Beşiktaş için en sevindirici gelişme Necip Uysal. Çok büyük bir futbolcu olacağı her halinden belli. Topu sürüşü, çalım yeteneği, adam eksiltmesi, boş arkadaşını görmesi, tekniği, öz güveni... Her şeyiyle futbolcu. Nuri Şahin'e çok benzettim kendisini. Umarım talihsiz sakatlıklar yaşamadan, alnının akıyla Beşiktaş onbirinde tamamlar bu sezonu. Gerçekten çok beğendim Necip'i. Guti Türkiye'ye yatmaya gelmemiş belli. Kariyerini devam ettirmek, en önemlisi ''futbol oynamak'' istiyor. Yıllarca Real Madrid forması giyip, yüzlerce üst düzey maça çıktıktan sonra, hiç bir şekilde yerini yadırgamadı. Korkmadan ikili mücadelelere girdi, sertliği karşı cevap verdi, takımı için reaksiyon gösterdi. Bobo'ya attığı gol pası da kendisine yakışan birinci sınıf bir pastı. Tam hazır olduğu zaman, Beşiktaş için sezonun en büyük gücü, dayanağı olacağını ilk maçtan gösterdi. Quaresma'da iyiydi ama o mahkeme duvarı suratının sebebini anlamadım. Ya çok ''cool'' takılmaya çalışıyor ya da ''ulan bu takımın yıldızı bendim, nerden çıktı bu Guti'' triplerinde. Top ayağındayken bir sanatçı gibi ama topla biraz fazla oynuyor, zamanı gelince asisti yapmasını da bilmeli. (Bu ikinci sınıf Ömer Üründül yorumu için özür dilerim!) Nihat geçen seneye göre fersah fersah ilerde. Rıdvan Dilmen tabiriyle ''alıyor, veriyor'' ve hırsını maç boyu korumayı başarıyor.
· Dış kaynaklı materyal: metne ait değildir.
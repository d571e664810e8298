use std::f64::consts::PI;
use symsolve_compute::numerical::{Solver, SolverConfig};
use symsolve_compute::symbolic::{cof, neg, Expr, VarMap, Variable};
use symsolve_error::Error;

/// Tolerance used by every demo.
const THRESHOLD: f64 = 1e-6;

fn deg2rad(deg: f64) -> f64 {
    deg / 180.0 * PI
}

fn rad2deg(rad: f64) -> f64 {
    rad / PI * 180.0
}

/// The line `y = x`. `x` is a parameter that the user moves, and `y` is solved for.
struct Line {
    x: Variable,
    y: Variable,
    solver: Solver,
}

impl Line {
    fn new() -> Result<Self, Error> {
        let x = Variable::new("x");
        let y = Variable::new("y");
        let solver = Solver::builder([Expr::sum([Expr::var(&y), neg(Expr::var(&x))])])
            .initial(VarMap::from([(y.clone(), 546.0)]))
            .parameters(VarMap::from([(x.clone(), 0.0)]))
            .build()?;
        Ok(Self { x, y, solver })
    }
}

/// A four-bar linkage: a crank of length 1 at angle `θ1`, a coupler of length 5 at `θ2`, a rocker
/// of length 4 at `θ3`, and a ground link of length 4 pointing at `π`. The crank angle is a
/// parameter; the coupler and rocker angles are solved for.
struct Linkage {
    crank: Variable,
    coupler: Variable,
    rocker: Variable,
    solver: Solver,
}

impl Linkage {
    fn new() -> Result<Self, Error> {
        let crank = Variable::new("θ1");
        let coupler = Variable::new("θ2");
        let rocker = Variable::new("θ3");
        let ground = Expr::Const(PI);

        let links = [
            (1.0, Expr::var(&crank)),
            (5.0, Expr::var(&coupler)),
            (4.0, Expr::var(&rocker)),
            (4.0, ground),
        ];
        let exprs = [
            Expr::sum(links.iter().map(|(len, angle)| cof(*len, angle.clone().cos()))),
            Expr::sum(links.iter().map(|(len, angle)| cof(*len, angle.clone().sin()))),
        ];

        let solver = Solver::builder(exprs)
            .initial(VarMap::from([(coupler.clone(), deg2rad(36.0)), (rocker.clone(), deg2rad(-90.0))]))
            .parameters(VarMap::from([(crank.clone(), PI / 2.0)]))
            .config(SolverConfig::builder().simplify_jacobian(true).max_iterations(Some(10)).build())
            .build()?;
        Ok(Self { crank, coupler, rocker, solver })
    }
}

/// The state kept between commands. The line and the linkage start from wherever the previous
/// command left them, like frames of an animation.
pub struct Session {
    line: Line,
    linkage: Linkage,
}

impl Session {
    /// Builds the demo systems.
    pub fn new() -> Result<Self, Error> {
        Ok(Self {
            line: Line::new()?,
            linkage: Linkage::new()?,
        })
    }

    /// Solves the three-equation system from scratch and prints every stage.
    pub fn three_eq(&self) -> Result<(), Error> {
        let a = Variable::new("a");
        let b = Variable::new("b");
        let c = Variable::new("c");
        let exprs = vec![
            Expr::sum([cof(2.0, Expr::var(&a)), neg(Expr::var(&b)), cof(4.0, Expr::var(&c)), Expr::Const(-27.0)]),
            Expr::sum([cof(4.0, Expr::var(&a).pow(2.0)), cof(6.0, Expr::var(&b)), neg(Expr::var(&c)), Expr::Const(-39.0)]),
            Expr::sum([Expr::var(&a), cof(7.0, Expr::var(&b)), cof(10.0, Expr::var(&c)), Expr::Const(-107.0)]),
        ];

        println!("expressions:");
        for expr in &exprs {
            println!("  {}", expr);
        }

        let initial = VarMap::from([(a, 1.0), (b, 2.0), (c, 3.0)]);
        let mut solver = Solver::new(exprs, initial)?;
        println!("jacobian:");
        for line in solver.jacobian().to_string().lines() {
            println!("  {}", line);
        }

        solver.iterate_n(100);

        println!("results:");
        for (var, value) in solver.variables().iter().zip(solver.values().iter()) {
            println!("  {} = {}", var, value);
        }
        for (expr, value) in solver.exprs().iter().zip(solver.residuals()) {
            println!("  {} = {}", expr, value);
        }
        println!("residual: {:e}", solver.residual_norm());
        Ok(())
    }

    /// Moves the line to the given `x` and takes ten steps.
    pub fn line(&mut self, x: f64) -> Result<(), Error> {
        let line = &mut self.line;
        line.solver.set_parameter(&line.x, x)?;
        line.solver.iterate_n(10);

        let y = line.solver.value_of(&line.y).unwrap_or(f64::NAN);
        println!("{} = {}, {} = {}", line.x, x, line.y, y);
        Ok(())
    }

    /// Turns the crank to the given angle, in degrees, and solves for the other two angles.
    pub fn linkage(&mut self, degrees: f64) -> Result<(), Error> {
        let linkage = &mut self.linkage;
        linkage.solver.set_parameter(&linkage.crank, deg2rad(degrees))?;
        let report = linkage.solver.converge(THRESHOLD);

        let angle = |var: &Variable| rad2deg(linkage.solver.value_of(var).unwrap_or(f64::NAN));
        println!(
            "{} = {}°, {} = {:.4}°, {} = {:.4}°",
            linkage.crank,
            degrees,
            linkage.coupler,
            angle(&linkage.coupler),
            linkage.rocker,
            angle(&linkage.rocker),
        );
        if report.converged {
            println!("converged in {} iteration(s), residual {:e}", report.iterations, report.residual);
        } else {
            println!(
                "did not converge after {} iteration(s), residual {:e}; the linkage may not reach this angle",
                report.iterations,
                report.residual,
            );
        }
        Ok(())
    }
}

#[cfg(test)]
mod tests {
    use super::*;

    #[test]
    fn demos_run() {
        let mut session = Session::new().unwrap();
        session.three_eq().unwrap();
        session.line(25.0).unwrap();
        session.linkage(100.0).unwrap();
        assert!((session.line.solver.value_of(&session.line.y).unwrap() - 25.0).abs() < 1e-9);
        assert!(session.linkage.solver.residual_norm() < THRESHOLD);
    }
}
Beşiktaş, takım olarak oturduğu zaman çok daha iyi maçlar çıkaracak kuşkusuz. Sezonun ilerleyen bölümlerinde sezonu erken açmanın getirdiği dezavantajları yaşayacaklar mı göreceğiz ancak şimdilik Erman Toroğlu gibi ''iyi işler yaptılar, iyi yoldalar'' diyebiliriz.